Java Unicode Characters after u 00ff - java

I can not print the unicode values after 00ff Instead I'm getting '?' character after execution of this in Eclipse. Is that an expectable behaviour?
System.out.println("\u01ff");

Eclipse uses by default platform default encoding (which is cp1252 in Windows) to decode characters during saving textbased files and during writing to standard output stream (as used by System.out). You need to explicitly set it to UTF-8 in order to achieve world domination.
Note that this way you also don't need to use those \uXXXX Unicode escapes anymore to represent those characters in your textbased source files.
Those question marks are caused because the charset as used by the output stream does not support the character as specified in the input stream.
See also:
Unicode - How to get the characters right?
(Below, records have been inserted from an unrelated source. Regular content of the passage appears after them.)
//! Operation slot
//!
//! Holds the one translation operation a session may have at a time: either a
//! pending debounce timer or an in-flight request. Claiming the slot aborts
//! whatever held it before, and a task that lost the slot finds out by
//! comparing its id before it touches shared state.
//!
//! The slot lives inside the session mutex, so checking `is_active` and then
//! mutating the output happen atomically with respect to cancellation.

use log::{debug, info};
use std::time::Instant;
use tokio::task::JoinHandle;

/// Represents the current phase of the translation operation
#[derive(Debug, Clone, PartialEq, Eq)]
pub enum OperationPhase {
    /// Nothing scheduled or in flight
    Idle,
    /// Waiting for the quiet period to elapse
    Scheduled {
        operation_id: u64,
        started_at: Instant,
    },
    /// Request sent, response being streamed
    Streaming {
        operation_id: u64,
        started_at: Instant,
    },
}

impl OperationPhase {
    pub fn operation_id(&self) -> Option<u64> {
        match self {
            OperationPhase::Idle => None,
            OperationPhase::Scheduled { operation_id, .. } => Some(*operation_id),
            OperationPhase::Streaming { operation_id, .. } => Some(*operation_id),
        }
    }

    pub fn is_idle(&self) -> bool {
        matches!(self, OperationPhase::Idle)
    }
}

pub struct OperationSlot {
    /// Monotonically increasing; each claim gets a fresh id.
    next_operation_id: u64,

    phase: OperationPhase,

    /// Task driving the current operation, aborted on cancel.
    task: Option<JoinHandle<()>>,
}

impl Default for OperationSlot {
    fn default() -> Self {
        Self::new()
    }
}

impl OperationSlot {
    pub fn new() -> Self {
        Self {
            next_operation_id: 1,
            phase: OperationPhase::Idle,
            task: None,
        }
    }

    fn claim(&mut self, scheduled: bool) -> u64 {
        self.cancel();

        let operation_id = self.next_operation_id;
        self.next_operation_id += 1;
        let started_at = Instant::now();

        self.phase = if scheduled {
            OperationPhase::Scheduled {
                operation_id,
                started_at,
            }
        } else {
            OperationPhase::Streaming {
                operation_id,
                started_at,
            }
        };

        operation_id
    }

    /// Claim the slot for a debounced translation.
    pub fn schedule(&mut self) -> u64 {
        let operation_id = self.claim(true);
        debug!("Scheduled translation operation {}", operation_id);
        operation_id
    }

    /// Claim the slot for an immediate translation.
    pub fn start_streaming(&mut self) -> u64 {
        let operation_id = self.claim(false);
        debug!("Started translation operation {}", operation_id);
        operation_id
    }

    /// Record the task driving `operation_id`. A task for a superseded
    /// operation is aborted straight away.
    pub fn attach(&mut self, operation_id: u64, task: JoinHandle<()>) {
        if self.is_active(operation_id) {
            self.task = Some(task);
        } else {
            task.abort();
        }
    }

    /// Move a scheduled operation on to streaming.
    ///
    /// Returns false if the operation has been superseded.
    pub fn transition_to_streaming(&mut self, operation_id: u64) -> bool {
        if !self.is_active(operation_id) {
            debug!(
                "Operation {} is no longer active, skipping request",
                operation_id
            );
            return false;
        }

        if let OperationPhase::Scheduled { .. } = self.phase {
            self.phase = OperationPhase::Streaming {
                operation_id,
                started_at: Instant::now(),
            };
            debug!("Operation {} transitioned to streaming", operation_id);
        }
        true
    }

    /// Release the slot from inside the operation's own task. The task handle
    /// is dropped, not aborted.
    pub fn complete(&mut self, operation_id: u64) -> bool {
        if !self.is_active(operation_id) {
            debug!(
                "Operation {} was already superseded, not marking as complete",
                operation_id
            );
            return false;
        }

        if let OperationPhase::Streaming { started_at, .. } = self.phase {
            info!(
                "Operation {} completed in {}ms",
                operation_id,
                started_at.elapsed().as_millis()
            );
        }
        self.phase = OperationPhase::Idle;
        self.task = None;
        true
    }

    /// Abort the current operation, if any, and return its id.
    pub fn cancel(&mut self) -> Option<u64> {
        let previous = self.phase.operation_id();
        if let Some(task) = self.task.take() {
            task.abort();
        }
        if let Some(operation_id) = previous {
            debug!(
                "Cancelled operation {} (was in phase {:?})",
                operation_id, self.phase
            );
        }
        self.phase = OperationPhase::Idle;
        previous
    }

    pub fn is_active(&self, operation_id: u64) -> bool {
        self.phase.operation_id() == Some(operation_id)
    }

    pub fn has_active_operation(&self) -> bool {
        !self.phase.is_idle()
    }

    pub fn phase(&self) -> &OperationPhase {
        &self.phase
    }
}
The problem is the encoding used with System.out; by default, it's your platform's native encoding (usually not UTF-8). You can explicitly change the encoding by replacing the stream:
try {
PrintStream ps = new PrintStream(System.out, true, "UTF-8");
System.setOut(ps);
} catch (UnsupportedEncodingException error) {
System.err.println(error);
}
After this (barring font or encoding issues with the underlying environment), all Unicode characters should print correctly on System.out.
EDIT Based on the back-and-forth between me and BalusC on his answer, this isn't enough (or even necessary) to get things working inside Eclipse. There you have two problems to solve: using the correct encoding when writing to System.out and then using the correct encoding when presenting the console output in the Eclipse console view. BalusC's answer addresses both of those issues. Unfortunately, it won't address running outside Eclipse. For that, you need to either use my approach above or set the default run-time encoding. This can be done by using the flag -Dfile.encoding=UTF-8 on the command line or setting the environment variable JAVA_TOOL_OPTIONS to include -Dfile.encoding=UTF-8. To run your code successfully outside Eclipse, then that's probably the best approach.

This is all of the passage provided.